The numbers adding up is what convinces you. This is why companies have finance and accounting departments: confidence comes from evidence, not faith.
When I lacked confidence, I would try to pantomime the behaviors of a more confident person. Sooner or later, however, I always self sabotaged. I self sabotaged because, deep down, I knew that I didn’t know what I was doing.
I was unprepared!
How did I remedy this?
There’s no shortcut for this, and that’s why it separates the committed from the merely wishful: I started putting in the time.
Let me give you some examples:
With respect to my musicianship, I began actually practicing my guitar to a metronome for a minimum of 30 minutes every day. I began reading through the sheet of music of, say, Mozart’s piano sonatas and John Coltrane’s saxophone solos.
In other words, I began to systematically learn new musical ideas, practice them to an unforgiving click that would reveal, rather than flatter, my technique, and, as a result, I began walking into my rehearsals feeling excited and intentional about getting into the material and applying what I was learning.
I wasn’t afraid to make mistakes, because I had clear targets for what I was trying to implement, and I was willing to make as many mistakes as it took before I could demonstrate a command of the material.
As a result, I take more risks, try things that push my limits, and feel pretty uninhibited about floating ideas about how my band might realize a particular song or evolve in general terms.
I don’t just have faith in myself: I have repeatedly gone through the process of introducing, developing, and mastering new ideas. Some of them work, some don’t, and I know how much practice it takes before you can really tell the difference.
I have the confidence to assert my ideas, even in an inchoate form, because I have the evidence of my previous successes and failures to lean on: I know I can do this.
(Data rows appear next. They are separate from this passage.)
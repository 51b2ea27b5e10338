//! Per-level game session
//!
//! Tracks which targets were found and the remaining hearts and hints.
//! A session is a plain value: starting a level builds a new one and the
//! previous one is simply dropped.

use std::collections::BTreeSet;

use super::hint::{UniformSource, pick_hint_target};
use crate::catalog::LevelDefinition;
use crate::clamp_count;

/// Derived state of a session
#[derive(Debug, Clone, Copy, PartialEq, Eq)]
pub enum SessionStatus {
    InProgress,
    /// Every target found (terminal)
    Won,
    /// Out of hearts (terminal)
    Lost,
}

impl SessionStatus {
    pub const fn is_finished(self) -> bool {
        matches!(self, Self::Won | Self::Lost)
    }
}

/// Result of registering a hit
#[derive(Debug, Clone, Copy, PartialEq, Eq)]
pub enum HitOutcome {
    /// Unknown id, or already found
    NoChange,
    Found,
    /// Found the last remaining target
    Won,
}

/// Result of registering a miss
#[derive(Debug, Clone, Copy, PartialEq, Eq)]
pub enum MissOutcome {
    /// Lost a heart, some remain
    Damaged,
    /// No hearts left
    Failed,
}

/// Result of spending a hint to reveal a target
#[derive(Debug, Clone, PartialEq, Eq)]
pub enum HintReveal {
    Revealed { id: String, won: bool },
    /// No hints left; the caller may offer a reward
    NoHints,
    /// Nothing was revealed; no hint was spent
    NothingLeft,
}

#[derive(Debug, Clone, PartialEq, Eq)]
pub struct GameSession {
    /// Level targets in catalog order
    target_ids: Vec<String>,
    found: BTreeSet<String>,
    hearts: u32,
    hints: u32,
}

impl GameSession {
    /// Negative starting counts clamp to zero
    pub fn new(target_ids: Vec<String>, hearts: i64, hints: i64) -> Self {
        Self {
            target_ids,
            found: BTreeSet::new(),
            hearts: clamp_count(hearts),
            hints: clamp_count(hints),
        }
    }

    pub fn from_level(level: &LevelDefinition) -> Self {
        Self::new(
            level.target_ids(),
            i64::from(level.initial_hearts),
            i64::from(level.initial_hints),
        )
    }

    /// Mark `id` found if it is a known, unfound target
    pub fn hit(&mut self, id: &str) -> HitOutcome {
        if self.found.contains(id) || !self.target_ids.iter().any(|t| t == id) {
            return HitOutcome::NoChange;
        }

        self.found.insert(id.to_string());
        if self.is_win() {
            HitOutcome::Won
        } else {
            HitOutcome::Found
        }
    }

    /// Lose one heart, never going below zero
    pub fn miss(&mut self) -> MissOutcome {
        self.hearts = self.hearts.saturating_sub(1);
        if self.is_fail() {
            MissOutcome::Failed
        } else {
            MissOutcome::Damaged
        }
    }

    /// Spend one hint if any remain
    ///
    /// Does not pick or reveal anything; see [`GameSession::reveal_hint`].
    pub fn use_hint(&mut self) -> bool {
        if self.hints == 0 {
            return false;
        }
        self.hints -= 1;
        true
    }

    /// Credit hints; negative counts credit nothing
    pub fn add_hint(&mut self, count: i64) {
        self.hints = self.hints.saturating_add(clamp_count(count));
    }

    /// Spend a hint and mark a random remaining target found
    pub fn reveal_hint<S: UniformSource + ?Sized>(&mut self, rng: &mut S) -> HintReveal {
        if self.is_win() {
            return HintReveal::NothingLeft;
        }
        if self.hints == 0 {
            return HintReveal::NoHints;
        }

        let remaining = self.remaining_target_ids();
        let Some(id) = pick_hint_target(&remaining, rng).map(str::to_string) else {
            return HintReveal::NothingLeft;
        };
        self.use_hint();
        let won = self.hit(&id) == HitOutcome::Won;
        HintReveal::Revealed { id, won }
    }

    pub fn found_count(&self) -> usize {
        self.found.len()
    }

    pub fn total_targets(&self) -> usize {
        self.target_ids.len()
    }

    pub fn hearts(&self) -> u32 {
        self.hearts
    }

    pub fn hints(&self) -> u32 {
        self.hints
    }

    pub fn found(&self) -> &BTreeSet<String> {
        &self.found
    }

    pub fn is_found(&self, id: &str) -> bool {
        self.found.contains(id)
    }

    /// Unfound targets in catalog order
    pub fn remaining_target_ids(&self) -> Vec<String> {
        self.target_ids
            .iter()
            .filter(|id| !self.found.contains(id.as_str()))
            .cloned()
            .collect()
    }

    pub fn is_win(&self) -> bool {
        self.found.len() >= self.target_ids.len()
    }

    pub fn is_fail(&self) -> bool {
        self.hearts == 0
    }

    /// Won takes precedence when both predicates hold
    pub fn status(&self) -> SessionStatus {
        if self.is_win() {
            SessionStatus::Won
        } else if self.is_fail() {
            SessionStatus::Lost
        } else {
            SessionStatus::InProgress
        }
    }
}

#[cfg(test)]
mod tests {
    use super::*;
    use proptest::prelude::*;

    fn ids(raw: &[&str]) -> Vec<String> {
        raw.iter().map(|s| s.to_string()).collect()
    }

    fn two_target_session() -> GameSession {
        GameSession::new(ids(&["a", "b"]), 3, 1)
    }

    #[test]
    fn test_win_after_all_targets_found() {
        let mut session = two_target_session();
        assert_eq!(session.hit("a"), HitOutcome::Found);
        assert_eq!(session.found_count(), 1);
        assert!(!session.is_win());

        assert_eq!(session.miss(), MissOutcome::Damaged);
        assert_eq!(session.hearts(), 2);

        assert_eq!(session.hit("b"), HitOutcome::Won);
        assert_eq!(session.found_count(), 2);
        assert!(session.is_win());
        assert_eq!(session.status(), SessionStatus::Won);
    }

    #[test]
    fn test_three_misses_fail() {
        let mut session = two_target_session();
        session.miss();
        session.miss();
        assert_eq!(session.miss(), MissOutcome::Failed);
        assert!(session.is_fail());
        assert_eq!(session.status(), SessionStatus::Lost);

        assert_eq!(session.miss(), MissOutcome::Failed);
        assert_eq!(session.hearts(), 0);
    }

    #[test]
    fn test_hit_ignores_unknown_and_repeated_ids() {
        let mut session = two_target_session();
        assert_eq!(session.hit("zzz"), HitOutcome::NoChange);
        assert_eq!(session.hit(""), HitOutcome::NoChange);
        assert_eq!(session.hit("a"), HitOutcome::Found);
        assert_eq!(session.hit("a"), HitOutcome::NoChange);
        assert_eq!(session.found_count(), 1);
        assert!(session.is_found("a"));
        assert_eq!(session.remaining_target_ids(), ["b"]);
    }

    #[test]
    fn test_negative_start_counts_clamp() {
        let session = GameSession::new(ids(&["a"]), -4, -1);
        assert_eq!(session.hearts(), 0);
        assert_eq!(session.hints(), 0);
        assert!(session.is_fail());
    }

    #[test]
    fn test_use_hint_until_exhausted() {
        let mut session = GameSession::new(ids(&["a"]), 3, 2);
        assert!(session.use_hint());
        assert!(session.use_hint());
        assert!(!session.use_hint());
        assert!(!session.use_hint());
        assert_eq!(session.hints(), 0);

        session.add_hint(1);
        assert_eq!(session.hints(), 1);
        session.add_hint(-5);
        assert_eq!(session.hints(), 1);
    }

    #[test]
    fn test_remaining_ids_keep_catalog_order() {
        let mut session = GameSession::new(ids(&["c", "a", "b", "d"]), 3, 0);
        session.hit("a");
        assert_eq!(session.remaining_target_ids(), ["c", "b", "d"]);
    }

    #[test]
    fn test_reveal_hint_marks_target_found() {
        let mut session = GameSession::new(ids(&["a", "b", "c"]), 3, 1);
        let reveal = session.reveal_hint(&mut || 0.0);
        assert_eq!(
            reveal,
            HintReveal::Revealed {
                id: "a".to_string(),
                won: false
            }
        );
        assert!(session.is_found("a"));
        assert_eq!(session.hints(), 0);
        assert_eq!(session.reveal_hint(&mut || 0.0), HintReveal::NoHints);
    }

    #[test]
    fn test_reveal_hint_can_win() {
        let mut session = GameSession::new(ids(&["a", "b"]), 3, 1);
        session.hit("a");
        let reveal = session.reveal_hint(&mut || 0.7);
        assert_eq!(
            reveal,
            HintReveal::Revealed {
                id: "b".to_string(),
                won: true
            }
        );
        assert_eq!(session.status(), SessionStatus::Won);

        session.add_hint(1);
        assert_eq!(session.reveal_hint(&mut || 0.0), HintReveal::NothingLeft);
        assert_eq!(session.hints(), 1);
    }

    #[test]
    fn test_failed_pick_keeps_hint() {
        let mut session = GameSession::new(ids(&["a", "b"]), 3, 1);
        assert_eq!(session.reveal_hint(&mut || 1.0), HintReveal::NothingLeft);
        assert_eq!(session.hints(), 1);
        assert_eq!(session.found_count(), 0);

        assert!(matches!(session.reveal_hint(&mut || 0.5), HintReveal::Revealed { .. }));
        assert_eq!(session.hints(), 0);
    }

    #[test]
    fn test_empty_level_is_won_immediately() {
        let session = GameSession::new(Vec::new(), 3, 1);
        assert!(session.is_win());
    }

    proptest! {
        #[test]
        fn misses_floor_at_zero(h in 0i64..20, k in 0usize..40) {
            let mut session = GameSession::new(ids(&["a"]), h, 0);
            for _ in 0..k {
                session.miss();
            }
            let expected = (h - k as i64).max(0) as u32;
            prop_assert_eq!(session.hearts(), expected);
            prop_assert_eq!(session.is_fail(), expected == 0);
        }

        #[test]
        fn any_hit_order_wins(order in Just(vec!["a", "b", "c", "d"]).prop_shuffle()) {
            let mut session = GameSession::new(ids(&["a", "b", "c", "d"]), 3, 0);
            for (i, id) in order.iter().enumerate() {
                prop_assert!(!session.is_win());
                session.hit(id);
                session.hit(id);
                prop_assert_eq!(session.found_count(), i + 1);
            }
            prop_assert!(session.is_win());
        }

        #[test]
        fn add_hint_credits_non_negative_counts(start in 0i64..10, n in -50i64..50) {
            let mut session = GameSession::new(ids(&["a"]), 3, start);
            session.add_hint(n);
            prop_assert_eq!(i64::from(session.hints()), start + n.max(0));
        }

        #[test]
        fn use_hint_succeeds_exactly_while_positive(start in 0i64..10, calls in 0usize..20) {
            let mut session = GameSession::new(ids(&["a"]), 3, start);
            let mut granted = 0;
            for _ in 0..calls {
                let before = session.hints();
                let ok = session.use_hint();
                prop_assert_eq!(ok, before > 0);
                if ok {
                    granted += 1;
                    prop_assert_eq!(session.hints(), before - 1);
                } else {
                    prop_assert_eq!(session.hints(), 0);
                }
            }
            prop_assert_eq!(granted, calls.min(start as usize));
        }
    }
}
It is the same with writing. Once I found templates and guidelines from credible sources, I just began implementing them, publishing short form content to X every day, and, eventually, newsletters like this one every week. Every time I hit “publish,” I’ve created more evidence that I can do this. This thing I’m doing now is a thing I have done before, and with each successive word that I write, each new word that I have to write becomes smaller and smaller in comparison to the total lifetime volume.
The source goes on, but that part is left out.